### Source information
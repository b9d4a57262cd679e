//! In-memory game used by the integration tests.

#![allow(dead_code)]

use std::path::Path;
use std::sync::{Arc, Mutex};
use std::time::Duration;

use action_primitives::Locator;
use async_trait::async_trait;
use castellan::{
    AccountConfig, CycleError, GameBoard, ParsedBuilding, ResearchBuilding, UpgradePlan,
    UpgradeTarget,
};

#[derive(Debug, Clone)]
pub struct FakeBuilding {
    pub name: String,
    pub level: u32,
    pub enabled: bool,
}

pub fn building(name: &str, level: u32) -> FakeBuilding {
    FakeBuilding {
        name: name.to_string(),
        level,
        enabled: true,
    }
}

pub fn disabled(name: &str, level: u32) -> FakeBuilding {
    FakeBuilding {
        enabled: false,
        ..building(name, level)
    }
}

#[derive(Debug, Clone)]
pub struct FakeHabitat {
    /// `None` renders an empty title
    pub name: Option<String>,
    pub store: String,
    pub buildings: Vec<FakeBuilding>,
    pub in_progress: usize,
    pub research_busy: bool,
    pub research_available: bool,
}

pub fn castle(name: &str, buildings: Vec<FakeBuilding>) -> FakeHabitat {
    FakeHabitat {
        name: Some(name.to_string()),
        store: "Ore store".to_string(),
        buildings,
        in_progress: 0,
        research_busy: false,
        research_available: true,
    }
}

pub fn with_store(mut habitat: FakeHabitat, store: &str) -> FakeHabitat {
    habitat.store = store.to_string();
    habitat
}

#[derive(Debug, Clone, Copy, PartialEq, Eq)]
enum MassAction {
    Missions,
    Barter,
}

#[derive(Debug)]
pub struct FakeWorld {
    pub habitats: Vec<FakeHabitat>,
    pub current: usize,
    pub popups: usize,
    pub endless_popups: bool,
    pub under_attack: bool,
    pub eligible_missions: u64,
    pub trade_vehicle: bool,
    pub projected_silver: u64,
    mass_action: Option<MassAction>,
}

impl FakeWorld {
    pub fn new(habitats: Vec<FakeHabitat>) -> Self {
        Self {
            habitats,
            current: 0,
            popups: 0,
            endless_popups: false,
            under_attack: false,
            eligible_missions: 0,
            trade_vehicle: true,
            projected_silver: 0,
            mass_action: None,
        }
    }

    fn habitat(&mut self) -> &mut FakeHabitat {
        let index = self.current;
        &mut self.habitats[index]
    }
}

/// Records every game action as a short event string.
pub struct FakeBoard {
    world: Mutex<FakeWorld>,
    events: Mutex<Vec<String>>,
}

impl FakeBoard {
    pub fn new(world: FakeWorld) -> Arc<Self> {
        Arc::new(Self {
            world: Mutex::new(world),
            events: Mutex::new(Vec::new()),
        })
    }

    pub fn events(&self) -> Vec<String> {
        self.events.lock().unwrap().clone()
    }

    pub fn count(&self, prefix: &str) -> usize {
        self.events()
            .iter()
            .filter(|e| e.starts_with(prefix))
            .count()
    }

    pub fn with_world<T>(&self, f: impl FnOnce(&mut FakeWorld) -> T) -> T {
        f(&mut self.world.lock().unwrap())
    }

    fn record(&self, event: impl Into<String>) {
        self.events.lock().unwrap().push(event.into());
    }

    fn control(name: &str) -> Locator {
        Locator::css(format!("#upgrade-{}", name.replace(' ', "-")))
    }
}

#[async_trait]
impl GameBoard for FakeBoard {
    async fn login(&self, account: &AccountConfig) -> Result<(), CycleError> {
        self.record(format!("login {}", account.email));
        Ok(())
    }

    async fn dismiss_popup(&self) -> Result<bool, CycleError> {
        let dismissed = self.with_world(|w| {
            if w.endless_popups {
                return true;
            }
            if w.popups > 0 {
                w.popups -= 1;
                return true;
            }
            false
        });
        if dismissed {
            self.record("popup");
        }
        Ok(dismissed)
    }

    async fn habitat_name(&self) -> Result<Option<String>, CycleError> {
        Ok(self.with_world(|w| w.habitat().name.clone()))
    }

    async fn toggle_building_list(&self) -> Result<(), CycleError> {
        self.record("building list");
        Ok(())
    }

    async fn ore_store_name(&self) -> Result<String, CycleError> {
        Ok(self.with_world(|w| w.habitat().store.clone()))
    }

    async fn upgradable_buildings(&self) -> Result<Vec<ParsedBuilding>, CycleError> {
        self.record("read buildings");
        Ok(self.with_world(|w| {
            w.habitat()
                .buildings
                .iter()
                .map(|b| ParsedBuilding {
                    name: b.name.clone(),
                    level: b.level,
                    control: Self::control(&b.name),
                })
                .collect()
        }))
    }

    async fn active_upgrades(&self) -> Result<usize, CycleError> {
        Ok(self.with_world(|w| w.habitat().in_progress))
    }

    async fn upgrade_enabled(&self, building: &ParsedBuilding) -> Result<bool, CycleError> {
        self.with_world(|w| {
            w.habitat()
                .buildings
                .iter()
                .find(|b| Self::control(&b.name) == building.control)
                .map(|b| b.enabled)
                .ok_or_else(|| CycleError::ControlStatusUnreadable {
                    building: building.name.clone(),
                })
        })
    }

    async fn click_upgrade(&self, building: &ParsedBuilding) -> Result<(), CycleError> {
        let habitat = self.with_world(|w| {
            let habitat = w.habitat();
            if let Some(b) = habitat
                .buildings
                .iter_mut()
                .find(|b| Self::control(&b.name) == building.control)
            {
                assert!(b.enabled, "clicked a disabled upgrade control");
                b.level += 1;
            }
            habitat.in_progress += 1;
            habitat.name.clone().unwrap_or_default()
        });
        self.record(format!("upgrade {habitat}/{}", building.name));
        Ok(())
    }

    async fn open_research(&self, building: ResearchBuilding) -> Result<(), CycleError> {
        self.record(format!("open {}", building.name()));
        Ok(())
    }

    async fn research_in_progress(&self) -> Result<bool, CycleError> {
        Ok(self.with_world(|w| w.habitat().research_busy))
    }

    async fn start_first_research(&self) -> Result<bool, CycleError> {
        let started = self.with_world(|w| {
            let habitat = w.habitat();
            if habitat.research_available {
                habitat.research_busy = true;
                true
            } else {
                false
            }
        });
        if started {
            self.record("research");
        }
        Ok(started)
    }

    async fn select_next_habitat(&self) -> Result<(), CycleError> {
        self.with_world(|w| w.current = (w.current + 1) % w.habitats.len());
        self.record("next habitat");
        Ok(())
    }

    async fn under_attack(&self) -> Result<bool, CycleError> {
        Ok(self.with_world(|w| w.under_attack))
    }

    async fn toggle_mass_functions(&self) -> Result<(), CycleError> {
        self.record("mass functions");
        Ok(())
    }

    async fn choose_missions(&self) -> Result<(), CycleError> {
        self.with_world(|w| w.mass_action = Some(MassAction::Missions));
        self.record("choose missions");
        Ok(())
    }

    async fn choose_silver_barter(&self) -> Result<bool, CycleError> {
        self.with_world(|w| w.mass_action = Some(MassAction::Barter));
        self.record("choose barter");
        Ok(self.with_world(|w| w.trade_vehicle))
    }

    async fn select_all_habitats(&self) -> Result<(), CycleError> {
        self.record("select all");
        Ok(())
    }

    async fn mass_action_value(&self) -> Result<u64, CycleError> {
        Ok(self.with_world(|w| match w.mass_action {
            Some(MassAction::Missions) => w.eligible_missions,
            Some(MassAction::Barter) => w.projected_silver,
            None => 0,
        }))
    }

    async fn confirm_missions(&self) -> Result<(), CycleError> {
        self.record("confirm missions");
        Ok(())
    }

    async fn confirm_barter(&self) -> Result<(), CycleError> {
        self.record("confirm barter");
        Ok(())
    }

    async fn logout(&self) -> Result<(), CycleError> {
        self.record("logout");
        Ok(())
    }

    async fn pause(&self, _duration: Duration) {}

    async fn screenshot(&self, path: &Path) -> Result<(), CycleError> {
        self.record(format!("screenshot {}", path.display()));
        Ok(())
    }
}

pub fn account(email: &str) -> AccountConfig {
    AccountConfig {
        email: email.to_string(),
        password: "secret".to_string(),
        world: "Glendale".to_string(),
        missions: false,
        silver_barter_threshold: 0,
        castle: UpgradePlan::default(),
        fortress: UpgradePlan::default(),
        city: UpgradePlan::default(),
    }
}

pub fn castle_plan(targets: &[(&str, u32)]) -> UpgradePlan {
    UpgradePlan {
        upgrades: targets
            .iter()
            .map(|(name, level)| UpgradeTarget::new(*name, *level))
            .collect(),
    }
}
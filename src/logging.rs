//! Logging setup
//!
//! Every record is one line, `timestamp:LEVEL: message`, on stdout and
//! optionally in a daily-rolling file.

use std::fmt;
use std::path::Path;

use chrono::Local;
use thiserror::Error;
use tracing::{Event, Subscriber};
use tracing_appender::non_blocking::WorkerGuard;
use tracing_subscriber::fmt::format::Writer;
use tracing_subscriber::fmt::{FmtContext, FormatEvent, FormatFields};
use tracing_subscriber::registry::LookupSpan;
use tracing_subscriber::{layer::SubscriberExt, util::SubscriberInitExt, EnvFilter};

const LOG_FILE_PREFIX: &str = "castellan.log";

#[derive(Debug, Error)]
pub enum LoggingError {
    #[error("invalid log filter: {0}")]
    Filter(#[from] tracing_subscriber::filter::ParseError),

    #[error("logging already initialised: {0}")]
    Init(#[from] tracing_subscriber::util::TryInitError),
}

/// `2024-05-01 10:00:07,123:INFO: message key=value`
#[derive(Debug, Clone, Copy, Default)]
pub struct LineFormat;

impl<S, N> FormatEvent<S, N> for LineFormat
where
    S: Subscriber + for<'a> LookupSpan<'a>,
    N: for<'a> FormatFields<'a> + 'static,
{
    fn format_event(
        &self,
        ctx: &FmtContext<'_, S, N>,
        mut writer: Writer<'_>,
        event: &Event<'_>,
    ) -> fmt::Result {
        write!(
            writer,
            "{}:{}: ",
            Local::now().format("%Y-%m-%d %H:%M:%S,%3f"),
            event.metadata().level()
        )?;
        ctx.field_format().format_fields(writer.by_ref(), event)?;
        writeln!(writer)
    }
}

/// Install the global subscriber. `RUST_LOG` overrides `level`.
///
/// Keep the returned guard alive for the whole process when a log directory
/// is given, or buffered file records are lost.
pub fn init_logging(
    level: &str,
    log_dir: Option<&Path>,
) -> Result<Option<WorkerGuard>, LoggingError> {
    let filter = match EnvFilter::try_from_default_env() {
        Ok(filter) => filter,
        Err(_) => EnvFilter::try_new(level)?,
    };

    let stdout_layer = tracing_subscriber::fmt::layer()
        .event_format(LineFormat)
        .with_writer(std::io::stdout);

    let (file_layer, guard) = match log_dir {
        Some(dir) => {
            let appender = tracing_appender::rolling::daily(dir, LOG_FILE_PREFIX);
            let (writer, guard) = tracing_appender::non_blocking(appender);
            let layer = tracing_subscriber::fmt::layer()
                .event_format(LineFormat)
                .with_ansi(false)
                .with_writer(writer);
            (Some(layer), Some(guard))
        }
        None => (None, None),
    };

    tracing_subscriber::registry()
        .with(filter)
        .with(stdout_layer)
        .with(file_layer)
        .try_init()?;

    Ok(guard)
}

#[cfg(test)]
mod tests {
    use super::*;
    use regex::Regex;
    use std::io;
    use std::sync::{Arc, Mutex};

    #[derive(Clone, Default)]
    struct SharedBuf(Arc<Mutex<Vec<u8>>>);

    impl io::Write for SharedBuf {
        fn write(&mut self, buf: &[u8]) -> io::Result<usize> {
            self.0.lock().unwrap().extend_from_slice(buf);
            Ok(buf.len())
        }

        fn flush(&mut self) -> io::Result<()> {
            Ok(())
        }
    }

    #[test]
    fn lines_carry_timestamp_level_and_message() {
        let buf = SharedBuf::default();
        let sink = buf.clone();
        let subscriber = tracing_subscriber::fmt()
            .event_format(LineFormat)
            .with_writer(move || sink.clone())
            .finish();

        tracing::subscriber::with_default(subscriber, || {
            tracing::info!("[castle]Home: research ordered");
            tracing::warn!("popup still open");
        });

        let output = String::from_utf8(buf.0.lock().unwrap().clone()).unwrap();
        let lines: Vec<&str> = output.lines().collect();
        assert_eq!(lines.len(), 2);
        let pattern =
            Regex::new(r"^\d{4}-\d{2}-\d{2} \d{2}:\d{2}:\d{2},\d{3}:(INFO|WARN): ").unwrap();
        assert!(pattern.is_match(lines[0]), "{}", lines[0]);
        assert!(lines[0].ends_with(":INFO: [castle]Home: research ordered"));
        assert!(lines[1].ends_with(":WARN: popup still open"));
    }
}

### Work instruction
Copy all the lines from the data above that hold the word "usize".

### Result of this exercise
    pub in_progress: usize,
    pub current: usize,
    pub popups: usize,
    pub fn count(&self, prefix: &str) -> usize {
    async fn active_upgrades(&self) -> Result<usize, CycleError> {
        fn write(&mut self, buf: &[u8]) -> io::Result<usize> {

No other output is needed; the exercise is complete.